Russeau formula un pensiero molto singolare rispetto a tutto ciò: egli pensava che l'uomo naturale doveva essere sostanzialmente molto più felice di quello che vive in un contesto sociale e culturale più evoluto, dato che la strutturazione della società conduce a una serie di regolamentazioni come per esempio la proprietà privata, che farà emergere sentimenti di invidia e gelosia, nel constante bisogno di accumulare ricchezze. Ovvio, a questo punto che la società diviene di fondamentale importanza per definire le possibilità espressive di una specifica posizione astrologica.
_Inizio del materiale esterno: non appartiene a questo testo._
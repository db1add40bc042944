//! The fixed set of functions available to manifest templates.
//!
//! The set is closed: templates can call exactly these operations and
//! nothing else. Each has a fixed arity, checked at parse time.

use std::path::Path;

use anyhow::{bail, Context};
use base64::{engine::general_purpose::STANDARD, Engine as _};
use serde_json::Value;

/// A template function name, resolved at parse time.
#[derive(Debug, Clone, Copy, PartialEq, Eq)]
pub enum TemplateFn {
    /// `include <path>` reads another file as a string, relative to the
    /// template's directory.
    Include,
    /// `base64 <string>` encodes with the standard alphabet.
    Base64,
    /// `loop <n>` yields `[0, 1, .., n-1]` for repeat constructs.
    Loop,
    /// `quote <string>` wraps in a JSON string literal.
    Quote,
    /// `trim <string>` strips leading and trailing whitespace.
    Trim,
    /// `stringify <value>` serializes any value as compact JSON.
    Stringify,
    /// `env <key> <default>` reads an environment variable.
    Env,
}

impl TemplateFn {
    /// Resolve a function name, or `None` for anything outside the set.
    pub fn from_name(name: &str) -> Option<Self> {
        match name {
            "include" => Some(TemplateFn::Include),
            "base64" => Some(TemplateFn::Base64),
            "loop" => Some(TemplateFn::Loop),
            "quote" => Some(TemplateFn::Quote),
            "trim" => Some(TemplateFn::Trim),
            "stringify" => Some(TemplateFn::Stringify),
            "env" => Some(TemplateFn::Env),
            _ => None,
        }
    }

    /// The name templates call this function by.
    pub fn name(&self) -> &'static str {
        match self {
            TemplateFn::Include => "include",
            TemplateFn::Base64 => "base64",
            TemplateFn::Loop => "loop",
            TemplateFn::Quote => "quote",
            TemplateFn::Trim => "trim",
            TemplateFn::Stringify => "stringify",
            TemplateFn::Env => "env",
        }
    }

    /// Number of arguments the function takes.
    pub fn arity(&self) -> usize {
        match self {
            TemplateFn::Env => 2,
            _ => 1,
        }
    }

    /// Invoke the function. `base_dir` anchors `include` paths.
    pub fn call(&self, args: &[Value], base_dir: &Path) -> anyhow::Result<Value> {
        if args.len() != self.arity() {
            bail!(
                "{} takes {} argument(s), got {}",
                self.name(),
                self.arity(),
                args.len()
            );
        }
        match self {
            TemplateFn::Include => {
                let rel = coerce_str(&args[0]).context("include path")?;
                let path = base_dir.join(&rel);
                let content = std::fs::read_to_string(&path)
                    .with_context(|| format!("include '{}'", path.display()))?;
                Ok(Value::String(content))
            }
            TemplateFn::Base64 => {
                let input = coerce_str(&args[0]).context("base64 input")?;
                Ok(Value::String(STANDARD.encode(input.as_bytes())))
            }
            TemplateFn::Loop => {
                let n = args[0]
                    .as_f64()
                    .with_context(|| format!("loop count, got {}", args[0]))?;
                if !(0.0..=u32::MAX as f64).contains(&n) {
                    bail!("loop count out of range: {}", n);
                }
                let items = (0..n as u32).map(Value::from).collect();
                Ok(Value::Array(items))
            }
            TemplateFn::Quote => {
                let input = coerce_str(&args[0]).context("quote input")?;
                Ok(Value::String(Value::String(input).to_string()))
            }
            TemplateFn::Trim => {
                let input = coerce_str(&args[0]).context("trim input")?;
                Ok(Value::String(input.trim().to_string()))
            }
            TemplateFn::Stringify => Ok(Value::String(args[0].to_string())),
            TemplateFn::Env => {
                let key = coerce_str(&args[0]).context("env key")?;
                let default = coerce_str(&args[1]).context("env default")?;
                let value = match std::env::var(&key) {
                    Ok(v) if !v.is_empty() => v,
                    _ => default,
                };
                Ok(Value::String(value))
            }
        }
    }
}

/// Coerce a scalar value to text for a string-typed argument.
fn coerce_str(value: &Value) -> anyhow::Result<String> {
    match value {
        Value::String(s) => Ok(s.clone()),
        Value::Number(n) => Ok(n.to_string()),
        Value::Bool(b) => Ok(b.to_string()),
        other => bail!("expected a string, got {}", other),
    }
}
Un metodo comparativo di indagine fu condotto da un certo Jean-Francois Lafitau nei primi del '700. Egli studiava la struttura parentale, le religioni, i culti, i luoghi di culto, gli usi matrimoniali e funerari delle diverse etnie che andava osservando, e ha notato che il tratto comune è sempre quello che esiste, sempre e comunque un "essere superiore". Questo lo interpretava come un tratto "naturale" dell'essere umano più in generale. I Popoli indigeni americani identificavano nella natura le potenze divine e anche l'anima stessa è concepita come qualcosa che è talmente indipendente dal corpo che finisce per volare via durante il sogno. Quel che sognano, dunque, non è altro che un fatto realmente accaduto, secondo la loro immaginazione: credono che l'anima ha vissuto realmente una certa esperienza e per questo si comportano di conseguenza.
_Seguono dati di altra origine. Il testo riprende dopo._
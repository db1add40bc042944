//! Rigger - declarative deployment orchestration.
//!
//! Rigger reads a JSON config describing platform resources, renders their
//! manifests from JSON data files, and rolls them out in dependency order.
//!
//! # Modules
//!
//! - [`cli`] - Command-line interface and argument parsing
//! - [`config`] - Config loading, import closure resolution, and schemas
//! - [`engine`] - Action orchestration over the resource graph
//! - [`error`] - Error types and result aliases
//! - [`graph`] - Resource dependency graph, matching, and validation
//! - [`inject`] - Data scoping and manifest template rendering
//! - [`platform`] - Platform client for applying and checking manifests
//! - [`pull`] - Remote manifest retrieval and pull policies
//!
//! # Example
//!
//! ```
//! use std::path::Path;
//!
//! use rigger::inject::Template;
//!
//! // Render a manifest template against injected data
//! let template = Template::parse("port: {{.port | quote}}", Path::new("svc.yaml")).unwrap();
//! let mut scope = serde_json::Map::new();
//! scope.insert("port".to_string(), serde_json::json!(8080));
//! let rendered = template.render(&scope, Path::new(".")).unwrap();
//! assert_eq!(rendered, "port: \"8080\"");
//! ```
//!
//! For file-based config loading, see the integration tests.

pub mod cli;
pub mod config;
pub mod engine;
pub mod error;
pub mod graph;
pub mod inject;
pub mod platform;
pub mod pull;

pub use error::{Result, RiggerError};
L'atropologo-etnologo europeo non poteva che sentirsi superiore rispetto a questi "indigeni" poiché in quel periodo storico legato alla campagne di Napoleone Bonaparte, era data importanza allo sviluppo tecnologico. Per contro, parallelamente sorgevano studiosi più interessati all'aspetto politico ed etico e per questo, Napoleone, attraverso un rigido approccio dittatoriale, fece abortire sul nascere questa tendenza.
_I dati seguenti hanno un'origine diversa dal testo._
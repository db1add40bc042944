//! Orchestration engine.
//!
//! Owns the loaded graph and injector, drives actions against a
//! [`PlatformClient`], and keeps run-scoped idempotency markers so
//! overlapping patterns touch each resource at most once per run.
//!
//! Apply guarantees dependency-before-dependent order by recursively
//! applying each resource's deps ahead of the resource itself. Check and
//! delete deliberately do not expand dependencies: checking a resource
//! must not block on its deps, and deleting one must never cascade.

mod state;

pub use state::RunState;

use std::path::{Path, PathBuf};

use tracing::{debug, info, warn};

use crate::config::{load_config_file, normalize_path, resolve_closure};
use crate::error::{Result, RiggerError};
use crate::graph::ResourceGraph;
use crate::inject::{injected_path, Injector};
use crate::platform::PlatformClient;
use crate::pull::{local_target, Puller};

/// How an action treats individual platform failures.
#[derive(Debug, Clone, Copy, PartialEq, Eq)]
pub enum FailurePolicy {
    /// Stop at the first failure.
    Fatal,
    /// Log the failure and keep going.
    BestEffort,
}

/// Engine construction knobs.
#[derive(Debug, Clone, Copy, Default)]
pub struct EngineOptions {
    /// Restrict actions to the resources the pattern matches directly,
    /// with no dependency expansion and no recursion.
    pub skip_deps: bool,
}

/// Drives actions over a validated resource graph.
pub struct Engine<'a> {
    graph: ResourceGraph,
    injector: Injector,
    puller: Puller,
    platform: &'a dyn PlatformClient,
    state: RunState,
    skip_deps: bool,
}

impl std::fmt::Debug for Engine<'_> {
    fn fmt(&self, f: &mut std::fmt::Formatter<'_>) -> std::fmt::Result {
        f.debug_struct("Engine")
            .field("graph", &self.graph)
            .field("injector", &self.injector)
            .field("state", &self.state)
            .field("skip_deps", &self.skip_deps)
            .finish_non_exhaustive()
    }
}

impl<'a> Engine<'a> {
    /// Load the entry config and everything it imports, wire the graph and
    /// injector, and validate before any action can run.
    ///
    /// Graph ingestion takes the entry file's resources under bare names
    /// and each imported file's under qualified names. Inject data is
    /// ingested imported-files-first so the entry file's declarations win
    /// global-scope collisions.
    pub fn load(
        entry: &Path,
        platform: &'a dyn PlatformClient,
        options: EngineOptions,
    ) -> Result<Self> {
        let entry = normalize_path(entry);
        let closure = resolve_closure(&entry)?;

        let entry_config = load_config_file(&entry)?;
        let mut graph = ResourceGraph::new();
        graph.ingest_local(&entry_config, &entry);
        for path in &closure {
            let config = load_config_file(path)?;
            graph.ingest_imported(&config, path);
        }

        let mut injector = Injector::new();
        injector.ingest(&closure)?;
        injector.ingest_file(&entry)?;

        graph.validate()?;
        info!(
            config = %entry.display(),
            resources = graph.len(),
            imports = closure.len(),
            "configuration loaded"
        );

        Ok(Engine {
            graph,
            injector,
            puller: Puller::new(),
            platform,
            state: RunState::new(),
            skip_deps: options.skip_deps,
        })
    }

    pub fn graph(&self) -> &ResourceGraph {
        &self.graph
    }

    /// Materialize and render every target of `pattern` not yet prepared.
    pub fn prepare(&mut self, pattern: &str) -> Result<()> {
        for name in self.targets(pattern)? {
            if self.state.is_prepared(&name) {
                continue;
            }
            let resource = self.graph.get(&name).ok_or_else(|| unknown_resource(&name))?;
            let manifest = self.puller.materialize(&name, resource)?;
            let rendered = self.injector.render(&manifest)?;
            debug!(resource = %name, manifest = %rendered.display(), "prepared");
            self.state.mark_prepared(&name);
        }
        Ok(())
    }

    /// Prepare every target of `pattern`, then apply each one with its
    /// dependencies applied first. Each resource is submitted and checked
    /// ready before anything depending on it is submitted.
    pub fn apply(&mut self, pattern: &str) -> Result<()> {
        self.prepare(pattern)?;
        for name in self.targets(pattern)? {
            self.apply_resource(&name)?;
        }
        Ok(())
    }

    fn apply_resource(&mut self, name: &str) -> Result<()> {
        if self.state.is_applied(name) {
            return Ok(());
        }
        let deps = match self.graph.get(name) {
            Some(resource) => resource.deps.clone(),
            None => return Err(unknown_resource(name)),
        };
        if !self.skip_deps {
            for dep in &deps {
                self.apply_resource(dep)?;
            }
        }

        let manifest = self.rendered_manifest(name)?;
        info!(resource = %name, "applying");
        self.platform.apply(&manifest)?;
        self.platform.check(&manifest)?;
        self.state.mark_applied(name);
        Ok(())
    }

    /// Check readiness of the resources matching `pattern`. No dependency
    /// expansion; the first failure aborts.
    pub fn check(&self, pattern: &str) -> Result<()> {
        for name in self.graph.matching(pattern)? {
            let manifest = self.rendered_manifest(&name)?;
            info!(resource = %name, "checking");
            self.platform.check(&manifest)?;
        }
        Ok(())
    }

    /// Delete the resources matching `pattern`. No dependency expansion.
    ///
    /// Under [`FailurePolicy::BestEffort`] a platform failure is logged,
    /// the resource is still marked deleted, and teardown continues. Under
    /// [`FailurePolicy::Fatal`] the first failure aborts unmarked.
    pub fn delete(&mut self, pattern: &str, policy: FailurePolicy) -> Result<()> {
        for name in self.graph.matching(pattern)? {
            if self.state.is_deleted(&name) {
                continue;
            }
            let manifest = self.rendered_manifest(&name)?;
            info!(resource = %name, "deleting");
            if let Err(e) = self.platform.delete(&manifest) {
                match policy {
                    FailurePolicy::Fatal => return Err(e),
                    FailurePolicy::BestEffort => {
                        warn!(resource = %name, error = %e, "delete failed, continuing");
                    }
                }
            }
            self.state.mark_deleted(&name);
        }
        Ok(())
    }

    /// Delete then apply over the same pattern. The delete phase is fatal
    /// here: when it fails, apply never runs.
    pub fn recreate(&mut self, pattern: &str) -> Result<()> {
        self.delete(pattern, FailurePolicy::Fatal)?;
        self.apply(pattern)
    }

    /// The resources an expanding action operates on, in deterministic
    /// order: the dependency closure of `pattern`, or just the direct
    /// matches when deps are skipped.
    fn targets(&self, pattern: &str) -> Result<Vec<String>> {
        let targets = if self.skip_deps {
            self.graph.matching(pattern)?
        } else {
            self.graph.dependency_closure(pattern)?
        };
        if targets.is_empty() {
            warn!(%pattern, "no resources match");
        }
        Ok(targets)
    }

    /// Rendered manifest path for a resource, derived without touching
    /// the network: declared path, or href reinterpreted locally, plus
    /// the rendered suffix.
    fn rendered_manifest(&self, name: &str) -> Result<PathBuf> {
        let resource = self.graph.get(name).ok_or_else(|| unknown_resource(name))?;
        let target = local_target(resource).ok_or_else(|| RiggerError::ConfigValidationError {
            message: format!("resource '{name}' declares neither path nor href"),
        })?;
        Ok(injected_path(&target))
    }
}

fn unknown_resource(name: &str) -> RiggerError {
    RiggerError::ConfigValidationError {
        message: format!("unknown resource '{name}'"),
    }
}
Molto simpatica è pure la concezione di un certo Maistre che vedeva negli indigeni degli uomini che non avevano avuto la grazia di Dio e che erano stati puniti a causa del peccato originale. Il passaggio dallo stato di barbarie a quello di civiltà, non era evidente, anche perché nessun popolo visitato, col tempo aveva dato prova di essersi civilizzato, cioè di aver progredito. Possiamo definirlo degenerazionista. Ovvio che tale approccio è forzato comunque basato su questioni di tipo religioso che anche in astrologia, spingono talvolta alla formulazione di teorie, che appunto possono fuorviare da una corretta interpretazione dei fatti.